Objective: To determine the prevalence of lens opacity in black Africans.
Design: A retrospective study.
Setting: Eye Ward, Queen Elizabeth Central Hospital (QECH), Blantyre between July and December 1997.
Subjects: Case notes of 299 patients aged six months to 84 years with cataracts were studied.
Results: Over 90% of the patients were referred from all ten district hospitals in the southern region. Of the 647 patients admitted in the Eye Ward, 299 patients (46.2%) had cataracts - 206 (68.8%) males and 93 females (31.1%). Bilateral cataracts accounted for 61.9%; 22.4% were on the left eye and 15.7% on the right eye. Senility was the leading cause of cataracts in adults, being commonest among unskilled (48.8%) compared to skilled (15.1%) patients, but in children congenital cataracts (53.7%) were the most common.
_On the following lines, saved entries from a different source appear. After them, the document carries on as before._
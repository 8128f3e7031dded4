//! Breaking a paragraph into lines.
//!
//! This module implements the central algorithm of the engine: taking one
//! horizontal list holding a complete paragraph and cutting it into lines
//! of the right width, stacked in a vertical list with the correct
//! interline spacing.
//!
//! Unlike Knuth's TeX, which chooses globally optimal breakpoints by
//! minimizing demerits over the whole paragraph (TeX.2021 part 39), this
//! breaker works in a single pass: each line is extended to the last
//! legal breakpoint that still fits and is cut there, with no lookahead
//! past the first overflow. If not even the first breakpoint fits, the
//! overlong segment is taken verbatim. That fallback keeps the algorithm
//! moving forward, so a paragraph is always typeset in one traversal no
//! matter how contradictory its parameters are.

use crate::ds::{self, HList, Horizontal, MathKind, VList, Vertical};
use crate::params::Parameters;
use crate::shape::ParagraphShape;
use crate::trace::{LineReport, TerminalTrace, TraceSink};
use core::Glue;
use core::Scaled;
use core::WideGlue;

/// The paragraph builder.
///
/// The builder is configured once with a set of [Parameters] and then
/// turns one horizontal list into one vertical list per call to
/// [`Breaker::build`]. It holds no per-paragraph state between calls;
/// distinct builders are fully independent.
pub struct Breaker {
    params: Parameters,
    trace: Box<dyn TraceSink>,
}

impl Default for Breaker {
    fn default() -> Self {
        Self::new()
    }
}

impl Breaker {
    /// Creates a builder that traces to the terminal.
    pub fn new() -> Breaker {
        Breaker::with_trace(Box::new(TerminalTrace))
    }

    /// Creates a builder that traces to the provided sink.
    pub fn with_trace(trace: Box<dyn TraceSink>) -> Breaker {
        Breaker {
            params: Default::default(),
            trace,
        }
    }

    /// Injects the layout parameters consulted by every subsequent
    /// [`Breaker::build`] call.
    pub fn set_parameters(&mut self, params: Parameters) {
        self.params = params;
    }

    pub fn parameters(&self) -> &Parameters {
        &self.params
    }

    /// Breaks a paragraph into lines.
    ///
    /// The input list is consumed. The result is a vertical list holding
    /// one finished line box per line of the paragraph, interleaved with
    /// interline glue (and interline penalties, when configured), ready
    /// to be appended to the page.
    ///
    /// If `shape` is provided it overrides the shape the parameters would
    /// give (fixed width, or hanging indentation when the hanging
    /// parameters are set).
    ///
    /// This operation cannot fail: contradictory parameters produce
    /// degenerate lines, reported through the trace sink when
    /// `tracing_paragraphs` is positive, and the paragraph still typesets
    /// to completion.
    pub fn build(&mut self, list: HList, shape: Option<&ParagraphShape>) -> VList {
        let derived;
        let shape = match shape {
            Some(shape) => shape,
            None => {
                derived = ParagraphShape::from_parameters(&self.params);
                &derived
            }
        };
        Builder {
            params: &self.params,
            shape,
            trace: self.trace.as_mut(),
            line: 0,
            prev_depth: None,
            in_math: false,
        }
        .run(list)
    }
}

/// Per-paragraph state of one [`Breaker::build`] call.
struct Builder<'a> {
    params: &'a Parameters,
    shape: &'a ParagraphShape,
    trace: &'a mut dyn TraceSink,
    /// Index of the line being built, from 0.
    line: usize,
    /// Depth of the previous line, if a line has been emitted.
    prev_depth: Option<Scaled>,
    /// Whether the position reached so far is inside a math region.
    in_math: bool,
}

impl Builder<'_> {
    fn run(mut self, mut list: HList) -> VList {
        // A paragraph's explicit trailing space is insignificant.
        if let Some(Horizontal::Glue(_)) = list.last() {
            list.remove(list.len() - 1);
        }
        // Terminate the paragraph: forbid a break before \parfillskip,
        // then force one after it. The forced penalty is the one
        // breakpoint every paragraph is guaranteed to cut at.
        list.push(
            ds::Penalty {
                value: ds::Penalty::INFINITE,
            }
            .into(),
        );
        list.push(Horizontal::Glue(self.params.par_fill_skip));
        list.push(
            ds::Penalty {
                value: ds::Penalty::EJECT,
            }
            .into(),
        );

        let mut out = VList::new();
        if !self.params.par_skip.is_zero() {
            out.push(Vertical::Glue(self.params.par_skip));
        }

        let nodes = list.into_nodes();
        let mut start = 0;
        while start < nodes.len() {
            start = self.break_line(&nodes, start, &mut out);
            self.line += 1;
        }
        out
    }

    /// Builds the line starting at `start` and appends it to `out`,
    /// returning the index the next line starts at. The returned index is
    /// always past `start`.
    fn break_line(&mut self, nodes: &[Horizontal], start: usize, out: &mut VList) -> usize {
        let (indent, line_width) = self.shape.line(self.line);
        let budget = line_width
            .saturating_sub(self.params.left_skip.width)
            .saturating_sub(self.params.right_skip.width);

        let mut scanner = Scanner {
            nodes,
            pos: start,
            line_start: start,
            in_math: self.in_math,
        };
        let mut acc = WideGlue::default();
        let mut feasible: Option<usize> = None;
        let cut;
        loop {
            let candidate = scanner.next_break(&mut acc);
            if acc.width > budget {
                // First fit: cut at the last breakpoint that fit. If none
                // fit, take the overlong first segment verbatim rather
                // than emit an empty line.
                cut = feasible.unwrap_or(candidate);
                break;
            }
            if candidate == nodes.len() {
                // The rest of the paragraph fits on this line.
                cut = candidate;
                break;
            }
            if let Horizontal::Penalty(p) = &nodes[candidate] {
                if p.forces_break() {
                    cut = candidate;
                    break;
                }
            }
            feasible = Some(candidate);
            scanner.step(&mut acc);
        }

        let mut line = HList::new();
        line.push(Horizontal::Glue(self.params.left_skip));
        for node in &nodes[start..cut] {
            line.push(node.clone());
        }
        let mut next = cut;
        if let Some(node) = nodes.get(cut) {
            match node {
                // A forced penalty or a discretionary ends the line itself.
                Horizontal::Penalty(p) if p.forces_break() => {
                    line.push(node.clone());
                    next += 1;
                }
                Horizontal::Discretionary(_) => {
                    line.push(node.clone());
                    next += 1;
                }
                // Glue, kerns and finite penalties at the cut are consumed.
                Horizontal::Glue(_) | Horizontal::Kern(_) | Horizontal::Penalty(_) => {
                    next += 1;
                }
                // A math marker at the cut opens the next line.
                Horizontal::Char(_) | Horizontal::Math(_) => {}
            }
        }
        // The next line never starts with leftover interword space,
        // kerns or finite penalties.
        while nodes.get(next).is_some_and(Horizontal::is_discardable) {
            next += 1;
        }
        line.push(Horizontal::Glue(self.params.right_skip));
        line.set_shift_amount(indent);

        let natural = line.width();
        let set = line.spread_to(line_width);
        if self.params.tracing_paragraphs > 0 {
            self.trace.line(&LineReport {
                line: self.line,
                break_at: cut,
                natural,
                target: line_width,
                set,
            });
        }

        if let Some(prev_depth) = self.prev_depth {
            if self.params.inter_line_penalty != 0 {
                out.push(Vertical::Penalty(ds::Penalty {
                    value: self.params.inter_line_penalty,
                }));
            }
            out.push(Vertical::Glue(self.interline_glue(prev_depth, line.height())));
        }
        self.prev_depth = Some(line.depth());
        out.push(Vertical::HList(line));

        // Carry the math state across the break.
        for node in &nodes[start..next] {
            if let Horizontal::Math(m) = node {
                self.in_math = matches!(m.kind, MathKind::Before);
            }
        }
        next
    }

    /// The glue separating the previous line from one of the given height.
    ///
    /// Normally \baselineskip less the previous depth and the new height,
    /// so consecutive baselines sit \baselineskip apart; but when that
    /// leaves less than \lineskiplimit between the boxes, \lineskip is
    /// used verbatim instead.
    ///
    /// TeX.2021.679.
    fn interline_glue(&self, prev_depth: Scaled, height: Scaled) -> Glue {
        let gap = self
            .params
            .baseline_skip
            .width
            .saturating_sub(prev_depth)
            .saturating_sub(height);
        if gap < self.params.line_skip_limit {
            self.params.line_skip
        } else {
            Glue {
                width: gap,
                ..self.params.baseline_skip
            }
        }
    }
}

/// Walks a horizontal list classifying legal breakpoints.
///
/// The scanner advances monotonically, adding the width of everything it
/// traverses to an accumulator. A position is a legal breakpoint when:
///
/// - it holds glue whose predecessor precedes a break (a char or a
///   discretionary), outside math mode;
/// - it holds a kern immediately followed by glue, outside math mode;
/// - it holds a penalty below [`ds::Penalty::INFINITE`];
/// - it holds an after-math marker immediately followed by glue; or
/// - it holds a discretionary.
///
/// No breakpoint is ever reported at the position a line starts at, so
/// every emitted line consumes at least one node. Leading discardable
/// nodes are accumulated and passed over by the same rule.
struct Scanner<'a> {
    nodes: &'a [Horizontal],
    pos: usize,
    line_start: usize,
    in_math: bool,
}

impl Scanner<'_> {
    /// Returns the index of the next legal breakpoint at or after the
    /// current position, or the length of the list if there is none
    /// before the end. The width of every node strictly before the
    /// returned index is added to `acc`; the breakpoint node itself is
    /// not yet accumulated.
    fn next_break(&mut self, acc: &mut WideGlue) -> usize {
        while self.pos < self.nodes.len() {
            if self.pos > self.line_start && self.breakpoint_here() {
                return self.pos;
            }
            self.step(acc);
        }
        self.nodes.len()
    }

    /// Steps over the node at the current position, adding its width
    /// (and, for glue, its elastic components) to `acc` and tracking the
    /// math state.
    fn step(&mut self, acc: &mut WideGlue) {
        match &self.nodes[self.pos] {
            Horizontal::Glue(g) => acc.add_glue(g),
            Horizontal::Math(m) => {
                self.in_math = matches!(m.kind, MathKind::Before);
                acc.add_width(m.width);
            }
            node => acc.add_width(node.width()),
        }
        self.pos += 1;
    }

    fn breakpoint_here(&self) -> bool {
        match &self.nodes[self.pos] {
            Horizontal::Glue(_) => !self.in_math && self.nodes[self.pos - 1].precedes_break(),
            Horizontal::Kern(_) => {
                !self.in_math
                    && matches!(self.nodes.get(self.pos + 1), Some(Horizontal::Glue(_)))
            }
            Horizontal::Penalty(p) => !p.forbids_break(),
            Horizontal::Math(m) => {
                matches!(m.kind, MathKind::After)
                    && matches!(self.nodes.get(self.pos + 1), Some(Horizontal::Glue(_)))
            }
            Horizontal::Discretionary(_) => true,
            Horizontal::Char(_) => false,
        }
    }
}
Conclusion: Cataracts accounted for nearly half the admissions in the eye ward. Laterality is reported probably for the first time in Central Africa - bilateral cataracts being more common than unilateral ones, and the leading cause of cataracts in adults was senility
whereas congenital cataracts were commoner in children. The prevalence increased with age, males being affected more than females. These findings suggest cataracts as the leading cause of blindness. Community-based studies to determine the prevalence and
profile of cataracts are recommended.